_Task directions_. Under this line are the records; write out word for word the part that begins at the line containing "filename service-core/src/middleware/request_id.rs" and ends at the line containing "pub const REQUEST_ID_HEADER: &str", and no more.

(Beginning of Input for this task)

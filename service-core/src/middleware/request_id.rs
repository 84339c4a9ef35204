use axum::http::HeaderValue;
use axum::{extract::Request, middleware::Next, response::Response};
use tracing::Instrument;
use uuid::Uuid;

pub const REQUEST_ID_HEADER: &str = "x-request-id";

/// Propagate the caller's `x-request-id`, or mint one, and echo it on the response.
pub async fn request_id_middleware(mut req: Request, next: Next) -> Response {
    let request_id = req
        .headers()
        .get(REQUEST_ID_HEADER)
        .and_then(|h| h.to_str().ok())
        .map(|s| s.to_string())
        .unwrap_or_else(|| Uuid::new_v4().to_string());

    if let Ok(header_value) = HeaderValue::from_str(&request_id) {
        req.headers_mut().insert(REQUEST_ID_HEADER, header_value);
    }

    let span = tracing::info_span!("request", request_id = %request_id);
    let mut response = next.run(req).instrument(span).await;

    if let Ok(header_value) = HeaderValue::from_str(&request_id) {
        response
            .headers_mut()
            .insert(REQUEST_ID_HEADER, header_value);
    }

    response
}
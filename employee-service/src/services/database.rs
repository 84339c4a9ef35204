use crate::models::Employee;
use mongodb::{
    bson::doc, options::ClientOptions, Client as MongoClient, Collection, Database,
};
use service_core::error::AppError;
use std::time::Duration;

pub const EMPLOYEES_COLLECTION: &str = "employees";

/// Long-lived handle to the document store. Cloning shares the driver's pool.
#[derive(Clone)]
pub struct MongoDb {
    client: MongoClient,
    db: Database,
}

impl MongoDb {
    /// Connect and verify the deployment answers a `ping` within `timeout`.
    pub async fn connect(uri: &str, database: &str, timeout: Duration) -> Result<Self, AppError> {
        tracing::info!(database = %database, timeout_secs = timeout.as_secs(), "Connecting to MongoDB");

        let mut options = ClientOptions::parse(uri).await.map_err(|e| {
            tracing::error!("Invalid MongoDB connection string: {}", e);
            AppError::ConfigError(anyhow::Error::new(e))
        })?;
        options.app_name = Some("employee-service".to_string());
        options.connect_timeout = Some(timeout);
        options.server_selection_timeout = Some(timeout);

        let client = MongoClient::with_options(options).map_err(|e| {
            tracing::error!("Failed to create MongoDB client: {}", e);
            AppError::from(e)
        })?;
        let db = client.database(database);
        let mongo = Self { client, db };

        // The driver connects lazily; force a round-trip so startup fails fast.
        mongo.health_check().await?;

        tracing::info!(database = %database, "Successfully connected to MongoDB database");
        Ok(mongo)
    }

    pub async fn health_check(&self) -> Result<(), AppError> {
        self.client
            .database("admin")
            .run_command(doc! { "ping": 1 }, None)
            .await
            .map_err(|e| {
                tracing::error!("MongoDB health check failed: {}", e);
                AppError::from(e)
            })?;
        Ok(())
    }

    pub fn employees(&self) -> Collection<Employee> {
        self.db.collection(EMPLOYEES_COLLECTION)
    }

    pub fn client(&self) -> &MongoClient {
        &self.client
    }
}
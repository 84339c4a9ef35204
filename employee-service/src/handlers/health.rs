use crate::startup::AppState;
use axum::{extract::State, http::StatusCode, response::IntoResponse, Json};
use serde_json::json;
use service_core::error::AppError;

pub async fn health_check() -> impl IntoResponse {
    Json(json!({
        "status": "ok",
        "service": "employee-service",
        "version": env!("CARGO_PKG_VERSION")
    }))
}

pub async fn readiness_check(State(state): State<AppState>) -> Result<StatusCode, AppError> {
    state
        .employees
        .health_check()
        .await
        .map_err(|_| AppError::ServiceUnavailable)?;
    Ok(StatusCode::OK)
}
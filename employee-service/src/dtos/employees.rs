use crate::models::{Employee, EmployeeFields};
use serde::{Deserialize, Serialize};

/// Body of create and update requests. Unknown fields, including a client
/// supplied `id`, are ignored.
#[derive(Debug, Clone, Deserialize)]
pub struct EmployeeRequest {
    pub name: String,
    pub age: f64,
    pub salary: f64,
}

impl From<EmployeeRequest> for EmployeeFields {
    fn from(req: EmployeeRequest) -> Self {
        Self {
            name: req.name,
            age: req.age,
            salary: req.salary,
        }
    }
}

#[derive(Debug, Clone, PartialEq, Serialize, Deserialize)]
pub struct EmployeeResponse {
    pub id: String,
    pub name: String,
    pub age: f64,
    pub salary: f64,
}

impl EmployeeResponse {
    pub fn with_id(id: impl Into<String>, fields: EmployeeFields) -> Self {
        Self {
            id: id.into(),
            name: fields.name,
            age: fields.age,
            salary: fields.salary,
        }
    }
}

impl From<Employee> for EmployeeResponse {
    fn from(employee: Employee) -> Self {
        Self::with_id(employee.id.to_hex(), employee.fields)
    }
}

(End of Input for this task)
(Beginning of Input for this task)

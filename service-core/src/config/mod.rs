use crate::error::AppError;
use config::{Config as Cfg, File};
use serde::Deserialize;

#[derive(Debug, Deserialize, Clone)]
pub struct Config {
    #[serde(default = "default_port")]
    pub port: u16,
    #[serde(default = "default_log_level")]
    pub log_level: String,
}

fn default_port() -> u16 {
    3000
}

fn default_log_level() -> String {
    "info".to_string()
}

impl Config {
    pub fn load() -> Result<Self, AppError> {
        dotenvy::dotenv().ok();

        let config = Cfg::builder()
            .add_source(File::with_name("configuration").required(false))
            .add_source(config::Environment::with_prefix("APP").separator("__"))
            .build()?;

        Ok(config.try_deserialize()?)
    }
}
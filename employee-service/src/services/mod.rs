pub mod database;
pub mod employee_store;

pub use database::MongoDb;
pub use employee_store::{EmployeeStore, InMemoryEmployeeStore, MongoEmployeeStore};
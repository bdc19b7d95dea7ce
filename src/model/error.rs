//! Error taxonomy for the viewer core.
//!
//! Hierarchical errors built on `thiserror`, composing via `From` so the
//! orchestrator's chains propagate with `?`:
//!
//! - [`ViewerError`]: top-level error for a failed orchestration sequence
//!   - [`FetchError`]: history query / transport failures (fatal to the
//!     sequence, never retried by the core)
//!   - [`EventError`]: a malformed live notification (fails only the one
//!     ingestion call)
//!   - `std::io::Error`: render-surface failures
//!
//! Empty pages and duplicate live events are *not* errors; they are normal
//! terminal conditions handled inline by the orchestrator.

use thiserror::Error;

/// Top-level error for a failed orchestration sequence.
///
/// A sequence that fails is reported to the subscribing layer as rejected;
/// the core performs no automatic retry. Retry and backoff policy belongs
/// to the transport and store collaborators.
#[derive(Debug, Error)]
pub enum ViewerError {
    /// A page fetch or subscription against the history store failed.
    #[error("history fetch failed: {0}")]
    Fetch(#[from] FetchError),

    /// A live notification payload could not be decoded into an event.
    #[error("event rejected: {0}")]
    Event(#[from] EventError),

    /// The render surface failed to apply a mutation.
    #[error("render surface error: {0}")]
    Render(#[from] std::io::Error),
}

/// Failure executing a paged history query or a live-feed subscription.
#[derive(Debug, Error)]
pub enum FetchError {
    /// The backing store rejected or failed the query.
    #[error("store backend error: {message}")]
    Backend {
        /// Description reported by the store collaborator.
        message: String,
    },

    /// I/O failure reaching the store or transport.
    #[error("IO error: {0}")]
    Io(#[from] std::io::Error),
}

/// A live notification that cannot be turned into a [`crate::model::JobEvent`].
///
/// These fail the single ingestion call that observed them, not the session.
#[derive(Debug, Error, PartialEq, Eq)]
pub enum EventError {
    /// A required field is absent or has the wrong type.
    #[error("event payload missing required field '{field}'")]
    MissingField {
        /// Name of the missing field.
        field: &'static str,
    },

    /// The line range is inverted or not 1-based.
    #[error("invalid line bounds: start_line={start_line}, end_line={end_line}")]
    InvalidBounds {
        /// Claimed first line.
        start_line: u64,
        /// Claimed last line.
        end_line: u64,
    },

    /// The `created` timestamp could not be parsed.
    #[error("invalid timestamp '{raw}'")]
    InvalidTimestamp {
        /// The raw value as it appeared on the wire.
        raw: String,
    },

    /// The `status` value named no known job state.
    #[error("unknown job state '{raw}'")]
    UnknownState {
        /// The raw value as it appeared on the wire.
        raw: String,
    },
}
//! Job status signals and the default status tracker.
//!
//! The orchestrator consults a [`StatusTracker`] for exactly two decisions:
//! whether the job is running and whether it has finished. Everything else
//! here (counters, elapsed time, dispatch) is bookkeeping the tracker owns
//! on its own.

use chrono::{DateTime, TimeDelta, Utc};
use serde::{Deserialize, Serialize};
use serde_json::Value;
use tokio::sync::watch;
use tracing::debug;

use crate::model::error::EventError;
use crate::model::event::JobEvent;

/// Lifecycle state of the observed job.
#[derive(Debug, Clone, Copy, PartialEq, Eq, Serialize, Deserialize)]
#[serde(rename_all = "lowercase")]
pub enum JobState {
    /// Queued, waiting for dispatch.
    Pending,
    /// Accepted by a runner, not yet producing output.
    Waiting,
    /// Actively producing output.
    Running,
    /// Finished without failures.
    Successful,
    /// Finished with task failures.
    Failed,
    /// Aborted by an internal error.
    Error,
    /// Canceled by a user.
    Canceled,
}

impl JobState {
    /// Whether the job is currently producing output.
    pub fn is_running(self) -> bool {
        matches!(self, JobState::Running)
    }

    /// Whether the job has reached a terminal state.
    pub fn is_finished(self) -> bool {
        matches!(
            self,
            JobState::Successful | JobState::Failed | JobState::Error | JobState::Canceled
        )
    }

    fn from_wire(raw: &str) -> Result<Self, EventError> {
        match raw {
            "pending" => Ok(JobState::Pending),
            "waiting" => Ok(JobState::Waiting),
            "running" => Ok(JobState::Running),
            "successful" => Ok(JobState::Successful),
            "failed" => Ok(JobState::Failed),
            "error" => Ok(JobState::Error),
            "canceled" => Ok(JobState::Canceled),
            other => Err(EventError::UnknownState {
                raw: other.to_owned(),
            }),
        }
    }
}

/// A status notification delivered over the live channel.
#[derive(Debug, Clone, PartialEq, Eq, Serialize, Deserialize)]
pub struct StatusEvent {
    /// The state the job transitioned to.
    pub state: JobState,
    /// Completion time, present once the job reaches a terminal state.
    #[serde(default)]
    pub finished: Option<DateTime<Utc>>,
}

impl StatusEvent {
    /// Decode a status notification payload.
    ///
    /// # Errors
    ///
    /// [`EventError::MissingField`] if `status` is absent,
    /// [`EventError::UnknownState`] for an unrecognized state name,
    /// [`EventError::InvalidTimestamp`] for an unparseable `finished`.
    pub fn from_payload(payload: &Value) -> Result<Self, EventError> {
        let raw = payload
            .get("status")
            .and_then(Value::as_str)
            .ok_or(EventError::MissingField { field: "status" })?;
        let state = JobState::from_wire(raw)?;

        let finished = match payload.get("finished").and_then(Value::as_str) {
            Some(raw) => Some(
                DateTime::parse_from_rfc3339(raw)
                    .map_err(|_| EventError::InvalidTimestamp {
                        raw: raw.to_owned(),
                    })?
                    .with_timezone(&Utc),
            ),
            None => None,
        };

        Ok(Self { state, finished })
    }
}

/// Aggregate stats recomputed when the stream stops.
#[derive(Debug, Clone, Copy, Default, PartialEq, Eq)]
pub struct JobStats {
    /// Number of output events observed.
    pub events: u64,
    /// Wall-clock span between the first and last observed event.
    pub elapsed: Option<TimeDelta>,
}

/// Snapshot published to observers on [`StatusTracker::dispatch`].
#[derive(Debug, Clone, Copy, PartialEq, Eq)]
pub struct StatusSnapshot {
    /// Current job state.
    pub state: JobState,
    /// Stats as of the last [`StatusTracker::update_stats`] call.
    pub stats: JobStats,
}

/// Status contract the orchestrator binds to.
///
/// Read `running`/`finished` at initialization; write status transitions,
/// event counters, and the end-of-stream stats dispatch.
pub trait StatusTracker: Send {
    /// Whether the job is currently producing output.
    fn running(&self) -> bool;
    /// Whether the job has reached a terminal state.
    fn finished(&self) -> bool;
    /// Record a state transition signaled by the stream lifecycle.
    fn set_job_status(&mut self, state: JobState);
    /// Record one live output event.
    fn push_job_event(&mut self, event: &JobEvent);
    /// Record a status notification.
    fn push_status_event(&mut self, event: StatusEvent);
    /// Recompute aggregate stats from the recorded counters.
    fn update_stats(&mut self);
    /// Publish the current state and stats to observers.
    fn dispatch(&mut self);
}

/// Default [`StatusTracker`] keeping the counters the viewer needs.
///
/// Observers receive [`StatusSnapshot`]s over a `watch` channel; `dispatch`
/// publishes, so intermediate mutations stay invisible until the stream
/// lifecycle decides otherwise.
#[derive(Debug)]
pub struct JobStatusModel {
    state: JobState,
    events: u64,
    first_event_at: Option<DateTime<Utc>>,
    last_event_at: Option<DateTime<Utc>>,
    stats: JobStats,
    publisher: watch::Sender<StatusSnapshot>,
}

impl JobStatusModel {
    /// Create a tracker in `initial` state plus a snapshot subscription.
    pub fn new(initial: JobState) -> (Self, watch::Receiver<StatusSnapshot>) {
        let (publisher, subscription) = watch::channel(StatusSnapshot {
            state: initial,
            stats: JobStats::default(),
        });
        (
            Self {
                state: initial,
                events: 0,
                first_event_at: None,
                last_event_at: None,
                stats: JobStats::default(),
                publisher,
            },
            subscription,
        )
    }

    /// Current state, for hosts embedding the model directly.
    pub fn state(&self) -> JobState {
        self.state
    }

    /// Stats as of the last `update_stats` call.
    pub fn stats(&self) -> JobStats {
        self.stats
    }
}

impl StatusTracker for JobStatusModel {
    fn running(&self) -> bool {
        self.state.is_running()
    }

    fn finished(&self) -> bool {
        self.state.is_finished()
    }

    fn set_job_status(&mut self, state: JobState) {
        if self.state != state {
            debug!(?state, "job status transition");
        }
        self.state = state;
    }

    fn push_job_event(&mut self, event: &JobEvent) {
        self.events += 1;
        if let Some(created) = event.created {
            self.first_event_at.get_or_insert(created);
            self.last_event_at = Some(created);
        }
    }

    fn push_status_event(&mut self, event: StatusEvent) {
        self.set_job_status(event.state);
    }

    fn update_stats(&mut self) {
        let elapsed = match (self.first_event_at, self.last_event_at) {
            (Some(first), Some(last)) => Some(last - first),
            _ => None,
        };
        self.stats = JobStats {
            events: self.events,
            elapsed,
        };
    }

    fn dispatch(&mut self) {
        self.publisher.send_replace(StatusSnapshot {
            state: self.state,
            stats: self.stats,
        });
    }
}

(End of Input for this task)

_Answer section_.
filename service-core/src/middleware/request_id.rs
repository 84339c4a9ef35204
use axum::http::HeaderValue;
use axum::{extract::Request, middleware::Next, response::Response};
use tracing::Instrument;
use uuid::Uuid;

pub const REQUEST_ID_HEADER: &str = "x-request-id";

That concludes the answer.